I attended the protest in downtown Tuesday and I was supposed to be able to read a poem that I wrote, but due to time restrictions, my speech was cut. This piece is very important to me and I would really love to have my voice heard. Here is the writing:
“When I cry out to you asking for help, what do you hear? Do you hear the pleas of a bruised and tattered soul? One that is so tired of fearing for their life every second of the day, or do you just hear silence? A sickening, comforting silence that tricks you into believing a false sense of unity and justification.

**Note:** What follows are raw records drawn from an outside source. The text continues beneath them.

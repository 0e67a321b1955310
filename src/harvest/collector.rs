//! Resource collection
//!
//! A `ResourceCollector` paginates one content endpoint to the end, turns
//! every item into a `Row`, and hands the complete batch to the aggregator.
//! A resource contributes either all of its rows or none of them.
//!
//! # Strategies
//!
//! | Strategy | Page 1 | Pages 2..=N | Flush |
//! |----------|--------|-------------|-------|
//! | Throttled | fetched first | one per tick, in order | once, after page N |
//! | Eager | fetched first | all at once, bounded pool | once, after every page |

use crate::catalog::{normalize_items, ContentItem, Page, ResourceEndpoint, Row};
use crate::config::{HarvestConfig, HarvestStrategy};
use crate::harvest::PageFetcher;
use crate::sink::{Aggregator, SinkError};
use crate::state::ResourceState;
use crate::FetchError;
use chrono::NaiveDate;
use futures::stream::{self, StreamExt, TryStreamExt};
use std::sync::Arc;
use std::time::Duration;
use thiserror::Error;
use tokio_util::sync::CancellationToken;

/// Why a resource contributed no rows
#[derive(Debug, Error)]
pub enum CollectError {
    #[error("page {page} failed: {source}")]
    Fetch { page: u32, source: FetchError },

    #[error("flush failed: {0}")]
    Sink(#[from] SinkError),

    #[error("cancelled before completion")]
    Cancelled,

    #[error("invalid state transition: {from} -> {to}")]
    InvalidTransition {
        from: ResourceState,
        to: ResourceState,
    },
}

/// Result of a successful collection
#[derive(Debug, Clone, Copy, PartialEq, Eq)]
pub struct Outcome {
    /// Rows appended to the sink for this resource
    pub rows_contributed: usize,

    /// Pages retrieved, including page 1
    pub pages_fetched: u32,
}

/// Collector tuning taken from `[harvest]`
#[derive(Debug, Clone, Copy)]
pub struct CollectorSettings {
    pub strategy: HarvestStrategy,
    pub tick_interval: Duration,
    pub max_concurrent_pages: usize,
}

impl From<&HarvestConfig> for CollectorSettings {
    fn from(config: &HarvestConfig) -> Self {
        Self {
            strategy: config.strategy,
            tick_interval: config.tick_interval(),
            max_concurrent_pages: config.max_concurrent_pages.max(1) as usize,
        }
    }
}

impl Default for CollectorSettings {
    fn default() -> Self {
        Self::from(&HarvestConfig::default())
    }
}

/// Tracks one resource through its state machine
struct Progress<'a> {
    endpoint: &'a ResourceEndpoint,
    state: ResourceState,
}

impl<'a> Progress<'a> {
    fn new(endpoint: &'a ResourceEndpoint) -> Self {
        Self {
            endpoint,
            state: ResourceState::Init,
        }
    }

    fn advance(&mut self, next: ResourceState) -> Result<(), CollectError> {
        if !self.state.can_transition_to(next) {
            return Err(CollectError::InvalidTransition {
                from: self.state,
                to: next,
            });
        }
        if self.state != next {
            tracing::trace!("{}: {} -> {}", self.endpoint, self.state, next);
        }
        self.state = next;
        Ok(())
    }

    fn fail(&mut self) {
        if self.state.can_transition_to(ResourceState::Failed) {
            tracing::trace!("{}: {} -> failed", self.endpoint, self.state);
            self.state = ResourceState::Failed;
        }
    }
}

/// Paginates single resources and flushes their rows
#[derive(Clone)]
pub struct ResourceCollector {
    fetcher: Arc<dyn PageFetcher>,
    aggregator: Arc<Aggregator>,
    settings: CollectorSettings,
    cancel: CancellationToken,
}

impl ResourceCollector {
    pub fn new(
        fetcher: Arc<dyn PageFetcher>,
        aggregator: Arc<Aggregator>,
        settings: CollectorSettings,
        cancel: CancellationToken,
    ) -> Self {
        Self {
            fetcher,
            aggregator,
            settings,
            cancel,
        }
    }

    /// Collects every page of `endpoint` published on or after `start_date`
    ///
    /// # Returns
    ///
    /// * `Ok(Outcome)` - All pages were fetched and the batch was appended
    /// * `Err(CollectError)` - Nothing was appended for this resource
    pub async fn collect(
        &self,
        endpoint: &ResourceEndpoint,
        start_date: NaiveDate,
    ) -> Result<Outcome, CollectError> {
        let mut progress = Progress::new(endpoint);

        let result = match self.settings.strategy {
            HarvestStrategy::Throttled => {
                self.collect_throttled(&mut progress, endpoint, start_date)
                    .await
            }
            HarvestStrategy::Eager => {
                self.collect_eager(&mut progress, endpoint, start_date)
                    .await
            }
        };

        if result.is_err() {
            progress.fail();
        }
        result
    }

    /// One page per tick; a resource's pages are fetched strictly in order
    async fn collect_throttled(
        &self,
        progress: &mut Progress<'_>,
        endpoint: &ResourceEndpoint,
        start_date: NaiveDate,
    ) -> Result<Outcome, CollectError> {
        progress.advance(ResourceState::FetchingFirst)?;
        let first = self.fetch(endpoint, start_date, 1).await?;
        let total_pages = first.total_pages;

        progress.advance(ResourceState::Accumulating)?;
        let mut buffer = normalize_items(first.items);
        let mut page = 1;

        while page < total_pages {
            tokio::select! {
                biased;
                _ = self.cancel.cancelled() => return Err(CollectError::Cancelled),
                _ = tokio::time::sleep(self.settings.tick_interval) => {}
            }

            page += 1;
            let next = self.fetch(endpoint, start_date, page).await?;
            buffer.extend(normalize_items(next.items));
            progress.advance(ResourceState::Accumulating)?;
        }

        let rows_contributed = self.flush(progress, buffer)?;
        Ok(Outcome {
            rows_contributed,
            pages_fetched: page,
        })
    }

    /// Pages 2..=N requested together, at most `max_concurrent_pages` in flight
    async fn collect_eager(
        &self,
        progress: &mut Progress<'_>,
        endpoint: &ResourceEndpoint,
        start_date: NaiveDate,
    ) -> Result<Outcome, CollectError> {
        progress.advance(ResourceState::FetchingFirst)?;
        let first = self.fetch(endpoint, start_date, 1).await?;
        let total_pages = first.total_pages;

        progress.advance(ResourceState::Accumulating)?;
        let mut buffer = normalize_items(first.items);

        if total_pages > 1 {
            // `buffered` keeps page order in the output
            let rest: Vec<Page<ContentItem>> = stream::iter(2..=total_pages)
                .map(|page| self.fetch(endpoint, start_date, page))
                .buffered(self.settings.max_concurrent_pages)
                .try_collect()
                .await?;

            for page in rest {
                buffer.extend(normalize_items(page.items));
            }
        }

        let rows_contributed = self.flush(progress, buffer)?;
        Ok(Outcome {
            rows_contributed,
            pages_fetched: total_pages.max(1),
        })
    }

    /// Fetches one page unless the run has been cancelled
    async fn fetch(
        &self,
        endpoint: &ResourceEndpoint,
        start_date: NaiveDate,
        page: u32,
    ) -> Result<Page<ContentItem>, CollectError> {
        if self.cancel.is_cancelled() {
            return Err(CollectError::Cancelled);
        }

        self.fetcher
            .fetch_content_page(endpoint, start_date, page)
            .await
            .map_err(|source| CollectError::Fetch { page, source })
    }

    fn flush(&self, progress: &mut Progress<'_>, buffer: Vec<Row>) -> Result<usize, CollectError> {
        progress.advance(ResourceState::Flushing)?;
        let appended = self.aggregator.append(buffer)?;
        progress.advance(ResourceState::Done)?;
        Ok(appended)
    }
}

“When you look at me, what do you see? Do you see a person the same as you? Do you see someone that is living their life day to day same as you? Or do you just see a color. Do you see the embodiment of crime, drugs, destruction, and gangs? Or do you see me?
“Do you see the me that is standing here before you, asking you not to shoot? Do you see the me that is here with my hands raised in the air in fearful surrender? Do you see the me that bleeds the same blood as you? Because I am here to tell you that I do. I am here to tell you that I am human, we are human. The difference between us is that my blood is in the streets, and on the hands of the ones that have wronged us.
“If you don’t see me, do you see the century-old blood that stains your hands and the hands that came before you? Do you see the pain on our face as your words pelt our skin like bullets, tearing holes in our self worth. Do you see that after all this pain and misery we are still strong? Can you feel our strength as we pick ourselves off of the ground and continue to fight, to live? Do you know that no matter what happens, my brothers and sisters will remain proud and strong?
“I am here to tell you that we are. We are here to tell you that we are. We are here to scream and chant, we are here to honor the ones that passed, we are here to show that we are human and that we deserve to live. We are here to be heard. Do you hear us now?”